### WHAT IS EXPECTED:
Please reproduce the entire listing, character for character.

= Beginning of Section =

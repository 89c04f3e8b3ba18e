// SPDX-License-Identifier: MPL-2.0
//! Shared test helpers: port fakes and float comparison re-exports.

// Re-export approx macros for convenient use in tests
pub use approx::{assert_abs_diff_eq, assert_relative_eq};

use crate::application::port::{PreferenceStore, PrefsError, SystemScheme, SystemSchemeSource};
use std::cell::RefCell;
use std::collections::BTreeMap;
use std::rc::Rc;

/// Default epsilon for f32 comparisons.
pub const F32_EPSILON: f32 = 1e-4;

/// In-memory [`PreferenceStore`] fake.
///
/// Clones share the same backing map, so a "relaunch" can be simulated by
/// loading a second component from a clone of the store.
#[derive(Debug, Clone, Default)]
pub struct MemoryStore {
    map: Rc<RefCell<BTreeMap<String, String>>>,
    pub fail_reads: bool,
    pub fail_writes: bool,
}

impl MemoryStore {
    pub fn new() -> Self {
        Self::default()
    }

    /// Seeds a key before the component under test loads.
    pub fn seed(&self, key: &str, value: &str) {
        self.map
            .borrow_mut()
            .insert(key.to_string(), value.to_string());
    }

    /// Returns the raw stored value, bypassing failure simulation.
    pub fn raw(&self, key: &str) -> Option<String> {
        self.map.borrow().get(key).cloned()
    }
}

impl PreferenceStore for MemoryStore {
    fn get(&self, key: &str) -> Result<Option<String>, PrefsError> {
        if self.fail_reads {
            return Err(PrefsError::Io("simulated read failure".to_string()));
        }
        Ok(self.map.borrow().get(key).cloned())
    }

    fn set(&mut self, key: &str, value: &str) -> Result<(), PrefsError> {
        if self.fail_writes {
            return Err(PrefsError::Io("simulated write failure".to_string()));
        }
        self.map
            .borrow_mut()
            .insert(key.to_string(), value.to_string());
        Ok(())
    }
}

/// [`SystemSchemeSource`] fake reporting a fixed scheme.
#[derive(Debug, Clone, Copy)]
pub struct FixedScheme(pub SystemScheme);

impl SystemSchemeSource for FixedScheme {
    fn detect(&self) -> SystemScheme {
        self.0
    }
}
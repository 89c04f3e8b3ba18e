// SPDX-License-Identifier: MPL-2.0
//! Time-based horizontal slide used by the navigation drawer.
//!
//! A [`Slide`] is a pure value: its position is a function of an explicit
//! `Instant`, so tests drive the animation with synthetic clocks instead of
//! sleeping. Retargeting mid-flight starts a new slide from the current
//! intermediate position; there is no cancellation contract.

use std::time::{Duration, Instant};

/// How long a slide takes from start to settle.
pub const SLIDE_DURATION: Duration = Duration::from_millis(220);

/// An eased transition of a horizontal offset.
#[derive(Debug, Clone, Copy, PartialEq)]
pub struct Slide {
    from: f32,
    to: f32,
    started: Option<Instant>,
}

impl Slide {
    /// A slide at rest at `at`.
    #[must_use]
    pub fn settled(at: f32) -> Self {
        Self {
            from: at,
            to: at,
            started: None,
        }
    }

    /// The offset this slide is heading toward.
    #[must_use]
    pub fn target(&self) -> f32 {
        self.to
    }

    /// Starts a new slide toward `to` from wherever the current one is now.
    #[must_use]
    pub fn retarget(self, to: f32, now: Instant) -> Self {
        Self {
            from: self.position(now),
            to,
            started: Some(now),
        }
    }

    /// The eased offset at `now`.
    #[must_use]
    pub fn position(&self, now: Instant) -> f32 {
        let Some(started) = self.started else {
            return self.to;
        };
        let elapsed = now.saturating_duration_since(started);
        if elapsed >= SLIDE_DURATION {
            return self.to;
        }
        let t = elapsed.as_secs_f32() / SLIDE_DURATION.as_secs_f32();
        self.from + (self.to - self.from) * ease_out_cubic(t)
    }

    /// Returns `true` once the slide has reached its target.
    #[must_use]
    pub fn is_settled(&self, now: Instant) -> bool {
        match self.started {
            None => true,
            Some(started) => now.saturating_duration_since(started) >= SLIDE_DURATION,
        }
    }
}

fn ease_out_cubic(t: f32) -> f32 {
    let u = 1.0 - t;
    1.0 - u * u * u
}
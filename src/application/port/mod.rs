// SPDX-License-Identifier: MPL-2.0
//! Port definitions (traits) for dependency inversion.
//!
//! This module defines abstract interfaces that infrastructure adapters
//! implement. These traits use only domain types, so component logic can be
//! exercised in tests with in-memory fakes instead of a real desktop session.
//!
//! # Available Ports
//!
//! - [`prefs`]: durable key-value preference storage
//! - [`system_scheme`]: live system dark-preference lookup

pub mod prefs;
pub mod system_scheme;

// Re-export main types for convenience
pub use prefs::{PreferenceStore, PrefsError};
pub use system_scheme::{SystemScheme, SystemSchemeSource};
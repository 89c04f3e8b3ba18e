// SPDX-License-Identifier: MPL-2.0
//! UI components and styling for the documentation shell.

pub mod design_tokens;
pub mod highlight;
pub mod nav_drawer;
pub mod sidebar;
pub mod theme_preference;
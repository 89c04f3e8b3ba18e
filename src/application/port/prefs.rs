// SPDX-License-Identifier: MPL-2.0
//! Durable preference storage port.
//!
//! Preferences are a flat map of string keys to string values that survive
//! application restarts. The store may be unavailable (unwritable config
//! directory, corrupt file); callers are expected to degrade to session-only
//! defaults rather than surface the failure to the user.

use std::fmt;

// =============================================================================
// PrefsError
// =============================================================================

/// Errors that can occur while reading or writing preferences.
#[derive(Debug, Clone)]
pub enum PrefsError {
    /// No storage location could be determined for this platform.
    Unavailable,

    /// The backing file could not be read or written.
    Io(String),

    /// The stored data could not be encoded or decoded.
    Format(String),
}

impl fmt::Display for PrefsError {
    fn fmt(&self, f: &mut fmt::Formatter<'_>) -> fmt::Result {
        match self {
            PrefsError::Unavailable => write!(f, "No preference storage available"),
            PrefsError::Io(msg) => write!(f, "Preference I/O error: {msg}"),
            PrefsError::Format(msg) => write!(f, "Preference format error: {msg}"),
        }
    }
}

impl std::error::Error for PrefsError {}

// =============================================================================
// PreferenceStore Trait
// =============================================================================

/// Port for durable key-value preference storage.
///
/// Writes are last-write-wins; no cross-process synchronization is promised.
/// Two instances pointed at the same backing location observe each other's
/// writes only on the next `get`.
pub trait PreferenceStore {
    /// Returns the stored value for `key`, or `None` if the key is absent.
    ///
    /// # Errors
    ///
    /// Returns a [`PrefsError`] if the backing storage cannot be read.
    fn get(&self, key: &str) -> Result<Option<String>, PrefsError>;

    /// Stores `value` under `key`, overwriting any previous value.
    ///
    /// # Errors
    ///
    /// Returns a [`PrefsError`] if the backing storage cannot be written.
    fn set(&mut self, key: &str, value: &str) -> Result<(), PrefsError>;
}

= End of Section =

### EXERCISE RESPONSE:
repository 89c04f3e8b3ba18e
// SPDX-License-Identifier: MPL-2.0
//! Shared test helpers: port fakes and float comparison re-exports.

// Re-export approx macros for convenient use in tests
pub use approx::{assert_abs_diff_eq, assert_relative_eq};

use crate::application::port::{PreferenceStore, PrefsError, SystemScheme, SystemSchemeSource};
use std::cell::RefCell;
use std::collections::BTreeMap;
use std::rc::Rc;

/// Default epsilon for f32 comparisons.
pub const F32_EPSILON: f32 = 1e-4;

/// In-memory [`PreferenceStore`] fake.
///
/// Clones share the same backing map, so a "relaunch" can be simulated by
/// loading a second component from a clone of the store.
#[derive(Debug, Clone, Default)]
pub struct MemoryStore {
    map: Rc<RefCell<BTreeMap<String, String>>>,
    pub fail_reads: bool,
    pub fail_writes: bool,
}

impl MemoryStore {
    pub fn new() -> Self {
        Self::default()
    }

    /// Seeds a key before the component under test loads.
    pub fn seed(&self, key: &str, value: &str) {
        self.map
            .borrow_mut()
            .insert(key.to_string(), value.to_string());
    }

    /// Returns the raw stored value, bypassing failure simulation.
    pub fn raw(&self, key: &str) -> Option<String> {
        self.map.borrow().get(key).cloned()
    }
}

impl PreferenceStore for MemoryStore {
    fn get(&self, key: &str) -> Result<Option<String>, PrefsError> {
        if self.fail_reads {
            return Err(PrefsError::Io("simulated read failure".to_string()));
        }
        Ok(self.map.borrow().get(key).cloned())
    }

    fn set(&mut self, key: &str, value: &str) -> Result<(), PrefsError> {
        if self.fail_writes {
            return Err(PrefsError::Io("simulated write failure".to_string()));
        }
        self.map
            .borrow_mut()
            .insert(key.to_string(), value.to_string());
        Ok(())
    }
}

/// [`SystemSchemeSource`] fake reporting a fixed scheme.
#[derive(Debug, Clone, Copy)]
pub struct FixedScheme(pub SystemScheme);

impl SystemSchemeSource for FixedScheme {
    fn detect(&self) -> SystemScheme {
        self.0
    }
}
repository 89c04f3e8b3ba18e
// SPDX-License-Identifier: MPL-2.0
//! Time-based horizontal slide used by the navigation drawer.
//!
//! A [`Slide`] is a pure value: its position is a function of an explicit
//! `Instant`, so tests drive the animation with synthetic clocks instead of
//! sleeping. Retargeting mid-flight starts a new slide from the current
//! intermediate position; there is no cancellation contract.

use std::time::{Duration, Instant};

/// How long a slide takes from start to settle.
pub const SLIDE_DURATION: Duration = Duration::from_millis(220);

/// An eased transition of a horizontal offset.
#[derive(Debug, Clone, Copy, PartialEq)]
pub struct Slide {
    from: f32,
    to: f32,
    started: Option<Instant>,
}

impl Slide {
    /// A slide at rest at `at`.
    #[must_use]
    pub fn settled(at: f32) -> Self {
        Self {
            from: at,
            to: at,
            started: None,
        }
    }

    /// The offset this slide is heading toward.
    #[must_use]
    pub fn target(&self) -> f32 {
        self.to
    }

    /// Starts a new slide toward `to` from wherever the current one is now.
    #[must_use]
    pub fn retarget(self, to: f32, now: Instant) -> Self {
        Self {
            from: self.position(now),
            to,
            started: Some(now),
        }
    }

    /// The eased offset at `now`.
    #[must_use]
    pub fn position(&self, now: Instant) -> f32 {
        let Some(started) = self.started else {
            return self.to;
        };
        let elapsed = now.saturating_duration_since(started);
        if elapsed >= SLIDE_DURATION {
            return self.to;
        }
        let t = elapsed.as_secs_f32() / SLIDE_DURATION.as_secs_f32();
        self.from + (self.to - self.from) * ease_out_cubic(t)
    }

    /// Returns `true` once the slide has reached its target.
    #[must_use]
    pub fn is_settled(&self, now: Instant) -> bool {
        match self.started {
            None => true,
            Some(started) => now.saturating_duration_since(started) >= SLIDE_DURATION,
        }
    }
}

fn ease_out_cubic(t: f32) -> f32 {
    let u = 1.0 - t;
    1.0 - u * u * u
}
filename src/application/port/mod.rs
// SPDX-License-Identifier: MPL-2.0
//! Port definitions (traits) for dependency inversion.
//!
//! This module defines abstract interfaces that infrastructure adapters
//! implement. These traits use only domain types, so component logic can be
//! exercised in tests with in-memory fakes instead of a real desktop session.
//!
//! # Available Ports
//!
//! - [`prefs`]: durable key-value preference storage
//! - [`system_scheme`]: live system dark-preference lookup

pub mod prefs;
pub mod system_scheme;

// Re-export main types for convenience
pub use prefs::{PreferenceStore, PrefsError};
pub use system_scheme::{SystemScheme, SystemSchemeSource};
repository 89c04f3e8b3ba18e
// SPDX-License-Identifier: MPL-2.0
//! UI components and styling for the documentation shell.

pub mod design_tokens;
pub mod highlight;
pub mod nav_drawer;
pub mod sidebar;
pub mod theme_preference;
repository 89c04f3e8b3ba18e
filename src/application/port/prefs.rs
// SPDX-License-Identifier: MPL-2.0
//! Durable preference storage port.
//!
//! Preferences are a flat map of string keys to string values that survive
//! application restarts. The store may be unavailable (unwritable config
//! directory, corrupt file); callers are expected to degrade to session-only
//! defaults rather than surface the failure to the user.

use std::fmt;

// =============================================================================
// PrefsError
// =============================================================================

/// Errors that can occur while reading or writing preferences.
#[derive(Debug, Clone)]
pub enum PrefsError {
    /// No storage location could be determined for this platform.
    Unavailable,

    /// The backing file could not be read or written.
    Io(String),

    /// The stored data could not be encoded or decoded.
    Format(String),
}

impl fmt::Display for PrefsError {
    fn fmt(&self, f: &mut fmt::Formatter<'_>) -> fmt::Result {
        match self {
            PrefsError::Unavailable => write!(f, "No preference storage available"),
            PrefsError::Io(msg) => write!(f, "Preference I/O error: {msg}"),
            PrefsError::Format(msg) => write!(f, "Preference format error: {msg}"),
        }
    }
}

impl std::error::Error for PrefsError {}

// =============================================================================
// PreferenceStore Trait
// =============================================================================

/// Port for durable key-value preference storage.
///
/// Writes are last-write-wins; no cross-process synchronization is promised.
/// Two instances pointed at the same backing location observe each other's
/// writes only on the next `get`.
pub trait PreferenceStore {
    /// Returns the stored value for `key`, or `None` if the key is absent.
    ///
    /// # Errors
    ///
    /// Returns a [`PrefsError`] if the backing storage cannot be read.
    fn get(&self, key: &str) -> Result<Option<String>, PrefsError>;

    /// Stores `value` under `key`, overwriting any previous value.
    ///
    /// # Errors
    ///
    /// Returns a [`PrefsError`] if the backing storage cannot be written.
    fn set(&mut self, key: &str, value: &str) -> Result<(), PrefsError>;
}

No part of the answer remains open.